Y concluye Cortina (2017): “la aporofobia es un tipo de rechazo peculiar, distinto de otros tipos de odio o rechazo, entre otras razones porque la pobreza no es un rasgo de la identidad de las personas” (p.27).

 

Pobreza y salud mental

La relación existente entre pobreza y enfermedad mental se caracteriza por una retroalimentación directa. Es decir, a mayor índice de pobreza mayor posibilidad que aparezcan más personas con un trastorno mental, y también, el padecer un trastorno mental puede posibilitar el hecho de vivir en pobreza. Y esto es así, pues las personas que padecen un trastorno mental grave (esquizofrenia, trastorno bipolar, adicciones, etc.) tienen más riesgo de no encontrar trabajo, o de perder el que ya tenían, y, por lo tanto, vivir en situación de pobreza. Entre los factores que podemos señalar, que contribuyen esa interacción bidireccional entre pobreza y enfermedad mental están los problemas de vivienda, alta prevalencia del consumo de alcohol y drogas, desempleo, bajo nivel educativo, etc.

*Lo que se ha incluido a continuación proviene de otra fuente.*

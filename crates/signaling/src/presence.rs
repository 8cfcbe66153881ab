//! Presence – lokales Abbild der Raeume und Benutzer des Servers
//!
//! Ein einziger Mutex schuetzt das gesamte Verzeichnis (Raeume und
//! Benutzer als eine Einheit). Jede Operation haelt ihn genau fuer eine
//! strukturelle Aenderung oder einen Lesezugriff und nie ueber einen
//! Netzwerkaufruf hinweg.
//!
//! Invarianten:
//! - ein Benutzer ist Mitglied hoechstens eines Raums
//! - die Liste der anderen Benutzer enthaelt nie den lokalen Benutzer
//! - jeder Raumname existiert hoechstens einmal

use std::collections::HashMap;
use std::sync::Arc;

use parking_lot::Mutex;
use thiserror::Error;

use hush_core::DisconnectReason;
use hush_protocol::PresenceSnapshot;

// ---------------------------------------------------------------------------
// Fehler
// ---------------------------------------------------------------------------

/// Vom Server gemeldete Aenderung passt nicht zum lokalen Zustand
#[derive(Debug, Clone, PartialEq, Eq, Error)]
pub enum PresenceError {
    #[error("Unbekannter Benutzer: {0}")]
    UnbekannterBenutzer(String),

    #[error("Unbekannter Raum: {0}")]
    UnbekannterRaum(String),

    #[error("Raum existiert bereits: {0}")]
    RaumExistiert(String),

    #[error("Benutzer existiert bereits: {0}")]
    BenutzerExistiert(String),
}

// ---------------------------------------------------------------------------
// Entitaeten
// ---------------------------------------------------------------------------

/// Ein Teilnehmer (lokal oder entfernt)
#[derive(Debug, Clone, PartialEq, Eq)]
pub struct Benutzer {
    pub name: String,
    pub ping_ms: u16,
    pub spricht: bool,
}

impl Benutzer {
    fn neu(name: &str) -> Self {
        Self {
            name: name.to_string(),
            ping_ms: 0,
            spricht: false,
        }
    }
}

/// Ein Raum mit seinen Mitgliedern
#[derive(Debug, Clone, PartialEq, Eq)]
pub struct Raum {
    pub name: String,
    pub passwort: Option<String>,
    pub max_benutzer: u32,
    pub willkommen: bool,
    pub mitglieder: Vec<String>,
}

/// Ergebnis von `benutzer_entfernen`
#[derive(Debug, Clone, PartialEq, Eq)]
pub struct EntfernterBenutzer {
    pub benutzer: Benutzer,
    pub raum: Option<String>,
    pub grund: DisconnectReason,
}

/// Ergebnis von `benutzer_verschieben`
#[derive(Debug, Clone, PartialEq, Eq)]
pub struct Verschiebung {
    pub von: Option<String>,
    pub nach: String,
}

// ---------------------------------------------------------------------------
// Verzeichnis (nur unter dem Lock erreichbar)
// ---------------------------------------------------------------------------

#[derive(Debug, Default)]
struct Verzeichnis {
    raeume: Vec<Raum>,
    andere: HashMap<String, Benutzer>,
    lokal: Option<Benutzer>,
}

impl Verzeichnis {
    fn raum_index(&self, name: &str) -> Option<usize> {
        self.raeume.iter().position(|r| r.name == name)
    }

    fn raum_von(&self, benutzer: &str) -> Option<&Raum> {
        self.raeume
            .iter()
            .find(|r| r.mitglieder.iter().any(|m| m == benutzer))
    }

    fn ist_lokal(&self, name: &str) -> bool {
        self.lokal.as_ref().is_some_and(|l| l.name == name)
    }

    fn existiert(&self, name: &str) -> bool {
        self.ist_lokal(name) || self.andere.contains_key(name)
    }

    /// Entfernt den Benutzer aus seinem Raum, gibt den Raumnamen zurueck
    fn austragen(&mut self, benutzer: &str) -> Option<String> {
        for raum in &mut self.raeume {
            if let Some(pos) = raum.mitglieder.iter().position(|m| m == benutzer) {
                raum.mitglieder.remove(pos);
                return Some(raum.name.clone());
            }
        }
        None
    }

    fn willkommens_index(&self) -> Option<usize> {
        self.raeume.iter().position(|r| r.willkommen)
    }
}

// ---------------------------------------------------------------------------
// Presence
// ---------------------------------------------------------------------------

/// Geteilter Zugriff auf das Verzeichnis
#[derive(Debug, Clone, Default)]
pub struct Presence {
    inner: Arc<Mutex<Verzeichnis>>,
}

impl Presence {
    pub fn neu() -> Self {
        Self::default()
    }

    /// Uebernimmt den initialen Snapshot
    ///
    /// Der erste Raum wird Willkommensraum, der lokale Benutzer landet
    /// dort. Gibt die Online-Anzahl (Snapshot + lokaler Benutzer) zurueck.
    pub fn snapshot_laden(&self, snapshot: &PresenceSnapshot, lokaler_name: &str) -> u32 {
        let mut v = self.inner.lock();
        *v = Verzeichnis::default();

        for (i, eintrag) in snapshot.raeume.iter().enumerate() {
            if v.raum_index(&eintrag.name).is_some() {
                tracing::warn!(raum = %eintrag.name, "Doppelter Raum im Snapshot ignoriert");
                continue;
            }
            let mut raum = Raum {
                name: eintrag.name.clone(),
                passwort: None,
                max_benutzer: eintrag.max_benutzer as u32,
                willkommen: i == 0,
                mitglieder: Vec::with_capacity(eintrag.benutzer.len()),
            };
            for name in &eintrag.benutzer {
                if name == lokaler_name || v.andere.contains_key(name) {
                    tracing::warn!(benutzer = %name, "Doppelter Benutzer im Snapshot ignoriert");
                    continue;
                }
                v.andere.insert(name.clone(), Benutzer::neu(name));
                raum.mitglieder.push(name.clone());
            }
            v.raeume.push(raum);
        }

        v.lokal = Some(Benutzer::neu(lokaler_name));
        if let Some(willkommen) = v.raeume.first_mut() {
            willkommen.mitglieder.push(lokaler_name.to_string());
        }

        1 + v.andere.len() as u32
    }

    /// Neuer Benutzer betritt den Server (landet im Willkommensraum)
    pub fn benutzer_hinzufuegen(&self, name: &str) -> Result<Option<String>, PresenceError> {
        let mut v = self.inner.lock();
        if v.existiert(name) {
            return Err(PresenceError::BenutzerExistiert(name.to_string()));
        }
        v.andere.insert(name.to_string(), Benutzer::neu(name));
        let raum = v.willkommens_index().map(|i| {
            v.raeume[i].mitglieder.push(name.to_string());
            v.raeume[i].name.clone()
        });
        Ok(raum)
    }

    /// Benutzer verlaesst den Server
    pub fn benutzer_entfernen(
        &self,
        name: &str,
        grund: DisconnectReason,
    ) -> Result<EntfernterBenutzer, PresenceError> {
        let mut v = self.inner.lock();
        let benutzer = v
            .andere
            .remove(name)
            .ok_or_else(|| PresenceError::UnbekannterBenutzer(name.to_string()))?;
        let raum = v.austragen(name);
        Ok(EntfernterBenutzer {
            benutzer,
            raum,
            grund,
        })
    }

    /// Verschiebt einen Benutzer (auch den lokalen) atomar in einen anderen Raum
    pub fn benutzer_verschieben(&self, name: &str, ziel: &str) -> Result<Verschiebung, PresenceError> {
        let mut v = self.inner.lock();
        if !v.existiert(name) {
            return Err(PresenceError::UnbekannterBenutzer(name.to_string()));
        }
        let ziel_index = v
            .raum_index(ziel)
            .ok_or_else(|| PresenceError::UnbekannterRaum(ziel.to_string()))?;

        let von = v.austragen(name);
        v.raeume[ziel_index].mitglieder.push(name.to_string());
        Ok(Verschiebung {
            von,
            nach: ziel.to_string(),
        })
    }

    /// Legt einen Raum am Ende der Liste an
    pub fn raum_hinzufuegen(&self, name: &str, max_benutzer: u32) -> Result<(), PresenceError> {
        let mut v = self.inner.lock();
        if v.raum_index(name).is_some() {
            return Err(PresenceError::RaumExistiert(name.to_string()));
        }
        v.raeume.push(Raum {
            name: name.to_string(),
            passwort: None,
            max_benutzer,
            willkommen: false,
            mitglieder: Vec::new(),
        });
        Ok(())
    }

    /// Loescht einen Raum; seine Mitglieder werden heimatlos
    pub fn raum_entfernen(&self, name: &str) -> Result<Vec<String>, PresenceError> {
        let mut v = self.inner.lock();
        let index = v
            .raum_index(name)
            .ok_or_else(|| PresenceError::UnbekannterRaum(name.to_string()))?;
        Ok(v.raeume.remove(index).mitglieder)
    }

    /// Benennt einen Raum um und/oder aendert seine Kapazitaet
    pub fn raum_aendern(
        &self,
        alter_name: &str,
        neuer_name: &str,
        max_benutzer: u32,
    ) -> Result<(), PresenceError> {
        let mut v = self.inner.lock();
        let index = v
            .raum_index(alter_name)
            .ok_or_else(|| PresenceError::UnbekannterRaum(alter_name.to_string()))?;
        if alter_name != neuer_name && v.raum_index(neuer_name).is_some() {
            return Err(PresenceError::RaumExistiert(neuer_name.to_string()));
        }
        let raum = &mut v.raeume[index];
        raum.name = neuer_name.to_string();
        raum.max_benutzer = max_benutzer;
        Ok(())
    }

    /// Tauscht einen Raum mit seinem Nachbarn
    ///
    /// Am Rand der Liste bleibt die Reihenfolge unveraendert.
    pub fn raum_verschieben(&self, name: &str, nach_oben: bool) -> Result<(), PresenceError> {
        let mut v = self.inner.lock();
        let index = v
            .raum_index(name)
            .ok_or_else(|| PresenceError::UnbekannterRaum(name.to_string()))?;
        let ziel = if nach_oben {
            index.checked_sub(1)
        } else {
            Some(index + 1).filter(|&i| i < v.raeume.len())
        };
        if let Some(ziel) = ziel {
            v.raeume.swap(index, ziel);
        }
        Ok(())
    }

    /// Setzt den Ping; gibt den aktuellen "spricht"-Status zurueck
    pub fn ping_setzen(&self, name: &str, ping_ms: u16) -> Option<bool> {
        let mut v = self.inner.lock();
        let benutzer = if v.ist_lokal(name) {
            v.lokal.as_mut()
        } else {
            v.andere.get_mut(name)
        }?;
        benutzer.ping_ms = ping_ms;
        Some(benutzer.spricht)
    }

    /// Setzt den "spricht"-Status; gibt den Ping zurueck wenn sich etwas geaendert hat
    pub fn spricht_setzen(&self, name: &str, spricht: bool) -> Option<u16> {
        let mut v = self.inner.lock();
        let benutzer = v.andere.get_mut(name)?;
        if benutzer.spricht == spricht {
            return None;
        }
        benutzer.spricht = spricht;
        Some(benutzer.ping_ms)
    }

    /// Verwirft den gesamten Zustand
    pub fn leeren(&self) {
        *self.inner.lock() = Verzeichnis::default();
    }

    // --- Lesezugriffe ---

    /// Kopie aller Raeume in Anzeigereihenfolge
    pub fn raeume(&self) -> Vec<Raum> {
        self.inner.lock().raeume.clone()
    }

    /// Raum eines Benutzers (None = heimatlos oder unbekannt)
    pub fn raum_von(&self, name: &str) -> Option<String> {
        self.inner.lock().raum_von(name).map(|r| r.name.clone())
    }

    pub fn lokaler_benutzer(&self) -> Option<Benutzer> {
        self.inner.lock().lokal.clone()
    }

    /// Raum des lokalen Benutzers
    pub fn lokaler_raum(&self) -> Option<String> {
        let v = self.inner.lock();
        let lokal = v.lokal.as_ref()?;
        v.raum_von(&lokal.name).map(|r| r.name.clone())
    }

    pub fn willkommensraum(&self) -> Option<String> {
        let v = self.inner.lock();
        v.willkommens_index().map(|i| v.raeume[i].name.clone())
    }

    /// Ein anderer Benutzer
    pub fn benutzer(&self, name: &str) -> Option<Benutzer> {
        self.inner.lock().andere.get(name).cloned()
    }

    /// Namen aller anderen Benutzer (sortiert)
    pub fn andere_benutzer(&self) -> Vec<String> {
        let mut namen: Vec<String> = self.inner.lock().andere.keys().cloned().collect();
        namen.sort();
        namen
    }

    pub fn ist_leer(&self) -> bool {
        let v = self.inner.lock();
        v.raeume.is_empty() && v.andere.is_empty() && v.lokal.is_none()
    }

    /// Prueft die Invarianten des Verzeichnisses
    pub fn ist_konsistent(&self) -> bool {
        let v = self.inner.lock();
        if let Some(lokal) = &v.lokal {
            if v.andere.contains_key(&lokal.name) {
                return false;
            }
        }
        let mut gesehen: HashMap<&str, usize> = HashMap::new();
        for raum in &v.raeume {
            for mitglied in &raum.mitglieder {
                if !v.existiert(mitglied) {
                    return false;
                }
                *gesehen.entry(mitglied.as_str()).or_default() += 1;
            }
        }
        let mut namen: Vec<&str> = v.raeume.iter().map(|r| r.name.as_str()).collect();
        namen.sort_unstable();
        namen.dedup();
        namen.len() == v.raeume.len() && gesehen.values().all(|&n| n == 1)
    }
}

Para paliar esta retroalimentación directa no solamente es suficiente incrementar los ingresos económicos de los más desfavorecidos, sino también procurar disminuir las desigualdades sociales y posibilitar la cohesión social: necesidad de incrementar los recursos de carácter comunitario, relacionales y culturales. En definitiva, esto último es lo que puede contribuir a paliar el riesgo de enfermedades mentales.

 

Posible solución

Como bien dice Cortina, esta aversión al pobre tiene fundamentos biológicos e históricos y sociales que están impresos en nuestras estructuras neuronales, pero no nos determina a la fobia al pobre sino que nos condiciona en nuestra relación con lo que se vive como peligroso.

Ante esta situación es verdad que institucionalmente (los gobiernos y el estado) se deben tomar medidas para evitar la desigualdad, pero también es preciso que a nivel individual tomemos una actitud de acogida hacia el “diferente”, que se podría concretar en fomentar la hospitalidad.

La hospitalidad presupone el ofrecimiento de algo a alguien sin pedir nada a cambio, sin poner la mano para recibir una recompensa. Eso sí, el hospitalario no es un mendigo de amor (como el neurótico) sino una persona que es capaz de poner al servicio del otro su experiencia, su dinero, su saber y su tiempo.

Ser hospitalario con la minusvalía, con la carencia del prójimo, presupone partir de la propia conciencia de ser limitado; si somos dogmáticos, arrogantes y autosuficientes, podremos ayudar, pero no transmitiremos hospitalidad. Esta va unida a la capacidad de renuncia por el otro, aunque por ósmosis nos sintamos enriquecidos por la respuesta del ayudado. Se produce una acción como en los vasos comunicantes: un cambio en un punto cualquiera del circuito repercute de forma potencial en el otro extremo.

La hospitalidad es ayudar al otro, por el otro sin buscar la compensación inmediata, ni monetaria, ni siquiera afectiva. La experiencia de hospitalidad produce un sentimiento de bienestar, que no es posible describir. Ser hospitalario no se puede pesar ni medir. Se es o no se es. A partir de esta vivencia de ayuda uno descubre sus sombras y dificultades y puede iniciar un nuevo camino en su propia escala de valores y proyectos.

En nuestra “aldea global” es imprescindible crear un contexto en que todo nos sintamos cuidados y protegidos por el otro. Es lo que se consigue con una “cultura de la hospitalidad”, que se basa en el respeto hacia al otro, o aún más, situar al otro como el eje de nuestras vidas. En definitiva, la esencia misma de la hospitalidad es lo que declara la Carta de los Derechos Humanos: libertad, igualdad y fraternidad.